My sleep is still messed up. I don't have any urges for p and I am no longer getting such a strong chaser effect after sex. I don't really have a measurement for recovery. I have never developed PIED -not in any severe long-term form anyway. I am waiting for urges to hit me like a wave again. The fact that they haven't is a little worrisome. I don't know I feel pretty normal overall. I have no idea when a flat-line will start. Even when I get to 45-50 days, it has never started. Maybe after 90 days, I will start to get a flat-line. It's not that I want one necessarily, but it would be a sign that my brain is healing more. There is no way I haven't severely fried my dopamine centers with all the edging I have done.

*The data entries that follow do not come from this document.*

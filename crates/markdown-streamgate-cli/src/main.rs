//! Replays a markdown document through the classifier the way a streaming
//! host would: grow the buffer chunk by chunk, print each safe snapshot.

use anyhow::{Context, Result, bail};
use markdown_streamgate_config::Config;
use markdown_streamgate_engine::{
    Classifier, ConstructKind, PlaceholderBindings, guard,
    reveal::{self, RevealConfig, RevealMode},
    StreamState,
};
use pulldown_cmark::{Parser, html};
use std::io::Read;
use std::time::Duration;
use std::{env, fs, process, thread};

struct Options {
    file: Option<String>,
    chunk: usize,
    render: bool,
    reveal: bool,
}

fn usage() -> ! {
    eprintln!(
        "Usage: markdown-streamgate-cli [--chunk N] [--render] [--reveal] [FILE]\n\n\
         Replays FILE (or stdin) through the streaming classifier, printing\n\
         each safe snapshot. --render pushes the final snapshot through the\n\
         markdown renderer with newline-guarded custom regions; --reveal\n\
         paces the final text with the reveal scheduler."
    );
    process::exit(2);
}

fn parse_args() -> Result<Options> {
    let mut opts = Options {
        file: None,
        chunk: 16,
        render: false,
        reveal: false,
    };
    let mut args = env::args().skip(1);
    while let Some(arg) = args.next() {
        match arg.as_str() {
            "--chunk" => {
                let value = args.next().context("--chunk needs a value")?;
                opts.chunk = value.parse().context("--chunk needs a number")?;
                if opts.chunk == 0 {
                    bail!("--chunk must be at least 1");
                }
            }
            "--render" => opts.render = true,
            "--reveal" => opts.reveal = true,
            "--help" | "-h" => usage(),
            _ if arg.starts_with('-') => bail!("unknown option: {arg}"),
            _ => opts.file = Some(arg),
        }
    }
    Ok(opts)
}

fn read_input(file: Option<&str>) -> Result<String> {
    match file {
        Some(path) => fs::read_to_string(path).with_context(|| format!("reading {path}")),
        None => {
            let mut buf = String::new();
            std::io::stdin()
                .read_to_string(&mut buf)
                .context("reading stdin")?;
            Ok(buf)
        }
    }
}

fn bindings_from(config: &Config) -> PlaceholderBindings {
    let mut bindings = PlaceholderBindings::new();
    for (kind_name, marker) in &config.placeholders {
        let Some(kind) = ConstructKind::from_name(kind_name) else {
            eprintln!("warning: unknown construct kind in config: {kind_name}");
            continue;
        };
        if marker.is_empty() {
            bindings.bind(kind);
        } else {
            bindings.bind_as(kind, marker.clone());
        }
    }
    bindings
}

fn reveal_config_from(config: &Config) -> Result<RevealConfig> {
    let mode = match config.reveal.mode.as_str() {
        "sentence" => RevealMode::Sentence,
        "word" => RevealMode::Word,
        other => bail!("unknown reveal mode in config: {other}"),
    };
    Ok(RevealConfig {
        mode,
        pattern: config.reveal.pattern.clone(),
        delays: config
            .reveal
            .delays_ms
            .iter()
            .map(|&ms| Duration::from_millis(ms))
            .collect(),
    })
}

/// Next chunk boundary at or after `from + step`, snapped to a char
/// boundary.
fn chunk_end(input: &str, from: usize, step: usize) -> usize {
    let mut end = (from + step).min(input.len());
    while !input.is_char_boundary(end) {
        end += 1;
    }
    end
}

fn render_markdown(safe: &str, protected_tags: &[&str]) -> String {
    let (protected, map) = guard::protect(safe, protected_tags);
    let mut out = String::new();
    html::push_html(&mut out, Parser::new(&protected));
    guard::restore(&out, &map)
}

fn run() -> Result<()> {
    let opts = parse_args()?;
    let config = Config::load()?.unwrap_or_default();

    let input = read_input(opts.file.as_deref())?;
    let classifier = Classifier::with_bindings(bindings_from(&config));
    let mut state = StreamState::new();

    let mut end = 0;
    let mut last = String::new();
    while end < input.len() {
        end = chunk_end(&input, end, opts.chunk);
        let snapshot = if end == input.len() {
            classifier.finish(&mut state, &input[..end])
        } else {
            classifier.advance(&mut state, &input[..end])
        };
        if snapshot != last {
            println!("--- {end} bytes consumed ---");
            println!("{snapshot}");
            last = snapshot;
        }
    }

    if opts.reveal {
        let reveal_config = reveal_config_from(&config)?;
        println!("=== reveal ===");
        for step in reveal::schedule(&last, &reveal_config)? {
            thread::sleep(step.delay);
            println!("{}", step.text);
        }
    }

    if opts.render {
        let tags: Vec<&str> = config.protected_tags.iter().map(String::as_str).collect();
        println!("=== rendered ===");
        print!("{}", render_markdown(&last, &tags));
    }

    Ok(())
}

fn main() {
    if let Err(err) = run() {
        eprintln!("error: {err:#}");
        process::exit(1);
    }
}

I don't want to know that I am "healed" necessarily I am just wondering if I am gonna hit with something really big because compared to many my withdrawals are nothing.
 

k-fff

Well-Known Member
Day 13
Exhausted. I didn't sleep well. I will go to bed early today just because I want to sleep so bad. No chaser effect from O yesterday. I am happy I am not getting urges. We will see how I feel when I hit a month again.
 

k-fff

Well-Known Member
Day 14
Bored out of my mind. Getting urges again. Will practice today. I felt better after some coffee. Unfortunately, I think when I am hungry my body just tells me to use p. Even though, I didn’t self medicate in this way. Frustrating.